#### TASK:
If a line in the listing below holds the word "usize", it counts toward the total; report that total alone.

#### RECORDS SUPPLIED:
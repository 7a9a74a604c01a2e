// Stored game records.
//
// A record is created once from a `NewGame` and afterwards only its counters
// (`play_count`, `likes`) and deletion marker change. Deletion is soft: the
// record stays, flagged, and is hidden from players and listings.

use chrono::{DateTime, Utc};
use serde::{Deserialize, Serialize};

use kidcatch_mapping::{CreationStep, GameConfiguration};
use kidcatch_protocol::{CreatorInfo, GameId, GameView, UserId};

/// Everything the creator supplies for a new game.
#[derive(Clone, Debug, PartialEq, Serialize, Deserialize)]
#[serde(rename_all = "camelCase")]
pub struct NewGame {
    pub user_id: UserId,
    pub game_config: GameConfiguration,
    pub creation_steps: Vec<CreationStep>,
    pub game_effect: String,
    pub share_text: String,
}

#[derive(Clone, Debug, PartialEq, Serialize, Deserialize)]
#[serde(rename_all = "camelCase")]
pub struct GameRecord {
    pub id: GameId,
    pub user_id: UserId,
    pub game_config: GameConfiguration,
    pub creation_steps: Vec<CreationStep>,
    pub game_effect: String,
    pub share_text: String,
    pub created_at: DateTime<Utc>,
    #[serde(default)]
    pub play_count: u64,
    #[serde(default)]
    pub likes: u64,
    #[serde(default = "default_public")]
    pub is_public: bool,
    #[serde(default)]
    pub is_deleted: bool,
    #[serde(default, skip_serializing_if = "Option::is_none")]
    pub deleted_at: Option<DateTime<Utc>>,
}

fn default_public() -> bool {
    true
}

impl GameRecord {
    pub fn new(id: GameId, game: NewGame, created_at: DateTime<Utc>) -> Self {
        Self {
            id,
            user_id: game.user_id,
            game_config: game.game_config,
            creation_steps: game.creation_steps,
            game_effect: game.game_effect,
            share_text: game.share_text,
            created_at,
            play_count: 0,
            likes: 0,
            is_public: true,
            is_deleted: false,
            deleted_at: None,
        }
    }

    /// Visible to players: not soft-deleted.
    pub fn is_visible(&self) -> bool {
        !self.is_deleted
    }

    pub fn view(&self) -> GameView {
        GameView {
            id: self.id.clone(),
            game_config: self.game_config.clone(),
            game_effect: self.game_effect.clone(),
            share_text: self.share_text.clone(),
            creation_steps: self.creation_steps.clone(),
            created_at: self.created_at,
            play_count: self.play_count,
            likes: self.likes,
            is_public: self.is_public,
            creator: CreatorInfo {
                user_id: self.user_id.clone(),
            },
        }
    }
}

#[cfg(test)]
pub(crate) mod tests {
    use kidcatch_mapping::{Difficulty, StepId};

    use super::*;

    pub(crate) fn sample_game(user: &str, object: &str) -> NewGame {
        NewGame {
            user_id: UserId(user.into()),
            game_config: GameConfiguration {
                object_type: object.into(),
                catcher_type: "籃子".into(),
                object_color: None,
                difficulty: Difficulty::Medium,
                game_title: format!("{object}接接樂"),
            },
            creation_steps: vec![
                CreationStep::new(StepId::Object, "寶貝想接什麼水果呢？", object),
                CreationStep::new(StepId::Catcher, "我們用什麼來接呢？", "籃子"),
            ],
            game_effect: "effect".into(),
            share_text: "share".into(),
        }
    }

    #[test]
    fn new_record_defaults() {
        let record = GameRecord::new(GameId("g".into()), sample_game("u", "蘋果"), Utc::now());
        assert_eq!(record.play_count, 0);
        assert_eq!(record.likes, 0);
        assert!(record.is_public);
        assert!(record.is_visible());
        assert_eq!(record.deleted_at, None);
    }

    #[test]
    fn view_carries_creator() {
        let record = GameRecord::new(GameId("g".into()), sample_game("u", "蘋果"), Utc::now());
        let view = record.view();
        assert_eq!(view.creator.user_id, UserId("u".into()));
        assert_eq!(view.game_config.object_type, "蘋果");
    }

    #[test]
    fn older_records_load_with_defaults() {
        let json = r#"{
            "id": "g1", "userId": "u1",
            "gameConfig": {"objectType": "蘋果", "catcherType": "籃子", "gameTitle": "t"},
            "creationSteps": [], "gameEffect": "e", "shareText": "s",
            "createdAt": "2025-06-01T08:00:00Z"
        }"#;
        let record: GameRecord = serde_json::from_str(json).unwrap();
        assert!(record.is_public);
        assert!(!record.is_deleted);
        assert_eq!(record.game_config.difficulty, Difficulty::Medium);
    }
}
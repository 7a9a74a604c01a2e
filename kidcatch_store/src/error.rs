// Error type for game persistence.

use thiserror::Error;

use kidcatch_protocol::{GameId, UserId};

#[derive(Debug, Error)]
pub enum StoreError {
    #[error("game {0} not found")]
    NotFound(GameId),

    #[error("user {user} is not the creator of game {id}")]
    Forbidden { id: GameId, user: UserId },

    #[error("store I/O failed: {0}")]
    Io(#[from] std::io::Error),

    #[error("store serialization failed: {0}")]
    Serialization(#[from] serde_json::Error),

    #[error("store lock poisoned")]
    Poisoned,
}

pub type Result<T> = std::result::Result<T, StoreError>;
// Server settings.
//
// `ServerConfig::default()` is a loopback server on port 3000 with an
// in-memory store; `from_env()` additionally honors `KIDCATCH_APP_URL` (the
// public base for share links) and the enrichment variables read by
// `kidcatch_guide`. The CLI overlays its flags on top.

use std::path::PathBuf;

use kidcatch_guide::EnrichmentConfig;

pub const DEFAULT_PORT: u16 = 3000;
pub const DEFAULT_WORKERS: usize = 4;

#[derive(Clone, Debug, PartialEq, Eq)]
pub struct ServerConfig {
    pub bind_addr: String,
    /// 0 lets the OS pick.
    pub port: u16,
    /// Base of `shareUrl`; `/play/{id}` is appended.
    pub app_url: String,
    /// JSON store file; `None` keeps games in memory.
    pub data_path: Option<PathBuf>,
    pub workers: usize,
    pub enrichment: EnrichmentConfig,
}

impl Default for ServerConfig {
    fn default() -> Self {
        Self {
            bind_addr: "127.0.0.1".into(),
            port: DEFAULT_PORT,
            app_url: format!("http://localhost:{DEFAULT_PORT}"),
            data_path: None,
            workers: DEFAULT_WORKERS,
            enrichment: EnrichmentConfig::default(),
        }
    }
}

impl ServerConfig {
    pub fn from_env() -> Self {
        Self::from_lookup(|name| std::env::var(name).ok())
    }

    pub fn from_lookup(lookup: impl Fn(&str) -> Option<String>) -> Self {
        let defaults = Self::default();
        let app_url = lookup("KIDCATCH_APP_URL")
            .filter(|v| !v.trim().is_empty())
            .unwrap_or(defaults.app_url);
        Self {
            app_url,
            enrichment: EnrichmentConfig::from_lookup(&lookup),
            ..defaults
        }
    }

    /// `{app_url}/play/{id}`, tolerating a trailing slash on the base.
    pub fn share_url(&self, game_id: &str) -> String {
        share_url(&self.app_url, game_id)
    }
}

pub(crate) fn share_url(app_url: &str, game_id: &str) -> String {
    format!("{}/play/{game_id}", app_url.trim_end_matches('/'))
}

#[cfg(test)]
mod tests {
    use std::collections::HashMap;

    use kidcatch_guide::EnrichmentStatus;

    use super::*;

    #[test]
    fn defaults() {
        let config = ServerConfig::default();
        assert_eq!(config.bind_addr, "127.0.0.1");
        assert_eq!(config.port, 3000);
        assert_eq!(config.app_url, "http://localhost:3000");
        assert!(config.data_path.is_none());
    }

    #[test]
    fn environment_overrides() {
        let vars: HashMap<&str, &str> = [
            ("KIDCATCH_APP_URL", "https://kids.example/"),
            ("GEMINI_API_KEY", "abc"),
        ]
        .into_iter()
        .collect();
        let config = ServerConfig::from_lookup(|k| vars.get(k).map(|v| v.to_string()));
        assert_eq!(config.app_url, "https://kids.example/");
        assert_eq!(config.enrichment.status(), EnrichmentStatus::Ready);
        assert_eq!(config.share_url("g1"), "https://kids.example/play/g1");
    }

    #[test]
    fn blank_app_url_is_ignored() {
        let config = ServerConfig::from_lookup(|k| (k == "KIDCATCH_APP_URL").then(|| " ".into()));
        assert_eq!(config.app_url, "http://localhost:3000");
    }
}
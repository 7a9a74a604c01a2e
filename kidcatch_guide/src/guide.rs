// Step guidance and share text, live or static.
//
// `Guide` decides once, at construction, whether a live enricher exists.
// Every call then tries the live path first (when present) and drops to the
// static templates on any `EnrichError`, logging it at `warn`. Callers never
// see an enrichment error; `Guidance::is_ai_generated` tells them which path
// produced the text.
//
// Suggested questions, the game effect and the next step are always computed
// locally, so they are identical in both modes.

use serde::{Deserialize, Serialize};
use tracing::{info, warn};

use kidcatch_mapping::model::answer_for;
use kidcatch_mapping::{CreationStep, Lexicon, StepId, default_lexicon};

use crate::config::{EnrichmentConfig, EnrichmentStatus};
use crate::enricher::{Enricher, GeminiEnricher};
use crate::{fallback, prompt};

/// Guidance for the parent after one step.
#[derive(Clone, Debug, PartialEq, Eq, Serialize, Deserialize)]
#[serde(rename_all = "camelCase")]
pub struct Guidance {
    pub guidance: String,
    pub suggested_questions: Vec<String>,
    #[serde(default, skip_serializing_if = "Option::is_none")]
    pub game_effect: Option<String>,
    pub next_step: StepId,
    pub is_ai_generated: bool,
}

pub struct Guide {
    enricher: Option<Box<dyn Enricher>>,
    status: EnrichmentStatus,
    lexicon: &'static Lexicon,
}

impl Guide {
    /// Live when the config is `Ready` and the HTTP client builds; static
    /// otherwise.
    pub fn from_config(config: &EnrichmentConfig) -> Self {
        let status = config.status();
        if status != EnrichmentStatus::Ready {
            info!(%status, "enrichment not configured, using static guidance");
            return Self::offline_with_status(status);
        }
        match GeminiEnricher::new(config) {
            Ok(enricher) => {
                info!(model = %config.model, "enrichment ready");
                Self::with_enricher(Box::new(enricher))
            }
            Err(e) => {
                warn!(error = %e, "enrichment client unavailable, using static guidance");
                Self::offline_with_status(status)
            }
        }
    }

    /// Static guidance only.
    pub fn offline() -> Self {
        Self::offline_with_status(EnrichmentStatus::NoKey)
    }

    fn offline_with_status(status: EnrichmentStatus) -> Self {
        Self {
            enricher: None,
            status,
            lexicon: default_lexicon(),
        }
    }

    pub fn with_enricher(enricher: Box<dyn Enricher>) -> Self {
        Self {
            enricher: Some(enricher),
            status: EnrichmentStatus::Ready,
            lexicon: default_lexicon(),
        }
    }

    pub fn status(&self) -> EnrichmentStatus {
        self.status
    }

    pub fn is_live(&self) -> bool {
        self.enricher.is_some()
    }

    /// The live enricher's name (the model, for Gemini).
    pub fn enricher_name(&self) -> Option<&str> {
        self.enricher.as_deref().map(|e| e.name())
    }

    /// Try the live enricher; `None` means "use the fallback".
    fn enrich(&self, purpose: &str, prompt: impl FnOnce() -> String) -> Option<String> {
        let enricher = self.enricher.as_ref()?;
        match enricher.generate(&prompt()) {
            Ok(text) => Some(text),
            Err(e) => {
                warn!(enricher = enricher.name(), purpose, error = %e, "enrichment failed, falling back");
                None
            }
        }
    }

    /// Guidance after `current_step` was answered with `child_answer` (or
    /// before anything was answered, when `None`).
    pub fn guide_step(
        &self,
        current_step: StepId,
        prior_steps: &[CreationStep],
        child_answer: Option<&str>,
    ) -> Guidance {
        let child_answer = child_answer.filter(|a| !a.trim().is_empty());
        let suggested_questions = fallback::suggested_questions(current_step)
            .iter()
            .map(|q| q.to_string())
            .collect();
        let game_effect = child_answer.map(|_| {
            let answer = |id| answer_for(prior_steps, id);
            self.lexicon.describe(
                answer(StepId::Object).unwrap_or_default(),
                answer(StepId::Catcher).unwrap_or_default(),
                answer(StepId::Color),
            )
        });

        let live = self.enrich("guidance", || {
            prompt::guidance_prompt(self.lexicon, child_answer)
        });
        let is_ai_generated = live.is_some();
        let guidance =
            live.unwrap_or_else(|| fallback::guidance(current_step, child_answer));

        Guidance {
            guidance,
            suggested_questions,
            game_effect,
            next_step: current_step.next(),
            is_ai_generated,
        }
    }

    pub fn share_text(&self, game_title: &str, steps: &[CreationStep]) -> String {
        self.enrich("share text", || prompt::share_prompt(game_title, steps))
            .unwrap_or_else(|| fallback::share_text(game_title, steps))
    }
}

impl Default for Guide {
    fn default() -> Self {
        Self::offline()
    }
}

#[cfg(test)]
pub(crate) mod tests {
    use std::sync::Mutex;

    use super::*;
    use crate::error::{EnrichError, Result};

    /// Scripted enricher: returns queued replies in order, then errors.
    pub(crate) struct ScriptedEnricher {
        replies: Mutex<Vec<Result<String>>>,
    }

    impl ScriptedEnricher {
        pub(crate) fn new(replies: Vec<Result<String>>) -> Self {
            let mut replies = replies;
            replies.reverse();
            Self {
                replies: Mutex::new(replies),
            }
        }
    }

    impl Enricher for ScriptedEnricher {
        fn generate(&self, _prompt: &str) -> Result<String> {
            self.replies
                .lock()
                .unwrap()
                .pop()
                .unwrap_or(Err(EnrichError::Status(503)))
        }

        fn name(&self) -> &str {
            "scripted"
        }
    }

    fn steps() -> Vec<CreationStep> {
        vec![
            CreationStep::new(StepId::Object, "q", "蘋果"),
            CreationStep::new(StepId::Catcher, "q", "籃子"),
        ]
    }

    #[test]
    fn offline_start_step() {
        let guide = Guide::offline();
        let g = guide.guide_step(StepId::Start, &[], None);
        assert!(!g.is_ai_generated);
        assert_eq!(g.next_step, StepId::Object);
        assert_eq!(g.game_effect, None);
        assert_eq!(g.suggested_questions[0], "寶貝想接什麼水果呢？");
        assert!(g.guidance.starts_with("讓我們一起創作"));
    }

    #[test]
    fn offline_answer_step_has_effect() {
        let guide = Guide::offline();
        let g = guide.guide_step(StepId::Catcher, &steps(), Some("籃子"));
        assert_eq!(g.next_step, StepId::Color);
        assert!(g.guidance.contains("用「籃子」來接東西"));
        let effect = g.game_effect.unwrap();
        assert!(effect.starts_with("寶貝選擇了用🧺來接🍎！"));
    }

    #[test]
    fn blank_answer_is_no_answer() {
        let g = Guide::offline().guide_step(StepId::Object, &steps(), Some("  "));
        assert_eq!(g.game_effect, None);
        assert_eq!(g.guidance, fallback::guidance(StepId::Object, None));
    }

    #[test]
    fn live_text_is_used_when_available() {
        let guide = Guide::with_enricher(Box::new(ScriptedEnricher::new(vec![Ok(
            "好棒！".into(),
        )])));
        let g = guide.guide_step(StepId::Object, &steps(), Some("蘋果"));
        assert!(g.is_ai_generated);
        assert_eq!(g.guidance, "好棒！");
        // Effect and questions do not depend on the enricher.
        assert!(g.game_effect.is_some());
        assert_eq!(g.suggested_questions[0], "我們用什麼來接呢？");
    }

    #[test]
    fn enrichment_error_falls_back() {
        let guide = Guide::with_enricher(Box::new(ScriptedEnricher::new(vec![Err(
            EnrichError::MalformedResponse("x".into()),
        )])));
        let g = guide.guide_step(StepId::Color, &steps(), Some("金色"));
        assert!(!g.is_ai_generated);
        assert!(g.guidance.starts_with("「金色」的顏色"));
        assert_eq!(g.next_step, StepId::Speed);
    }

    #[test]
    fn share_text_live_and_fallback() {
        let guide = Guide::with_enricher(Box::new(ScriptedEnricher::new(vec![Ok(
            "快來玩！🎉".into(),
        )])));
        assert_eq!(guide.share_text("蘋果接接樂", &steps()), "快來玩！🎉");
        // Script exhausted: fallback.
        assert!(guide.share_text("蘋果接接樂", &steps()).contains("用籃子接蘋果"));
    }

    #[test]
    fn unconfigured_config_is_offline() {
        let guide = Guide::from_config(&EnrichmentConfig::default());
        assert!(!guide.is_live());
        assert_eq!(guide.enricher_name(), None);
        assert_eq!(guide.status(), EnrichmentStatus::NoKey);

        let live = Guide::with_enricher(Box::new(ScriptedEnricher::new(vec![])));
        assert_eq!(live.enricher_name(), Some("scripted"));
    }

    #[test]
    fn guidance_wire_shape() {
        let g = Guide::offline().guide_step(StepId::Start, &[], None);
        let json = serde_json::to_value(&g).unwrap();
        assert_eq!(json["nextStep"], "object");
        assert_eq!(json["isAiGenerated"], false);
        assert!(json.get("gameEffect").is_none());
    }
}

#### WRITTEN SOLUTION:
2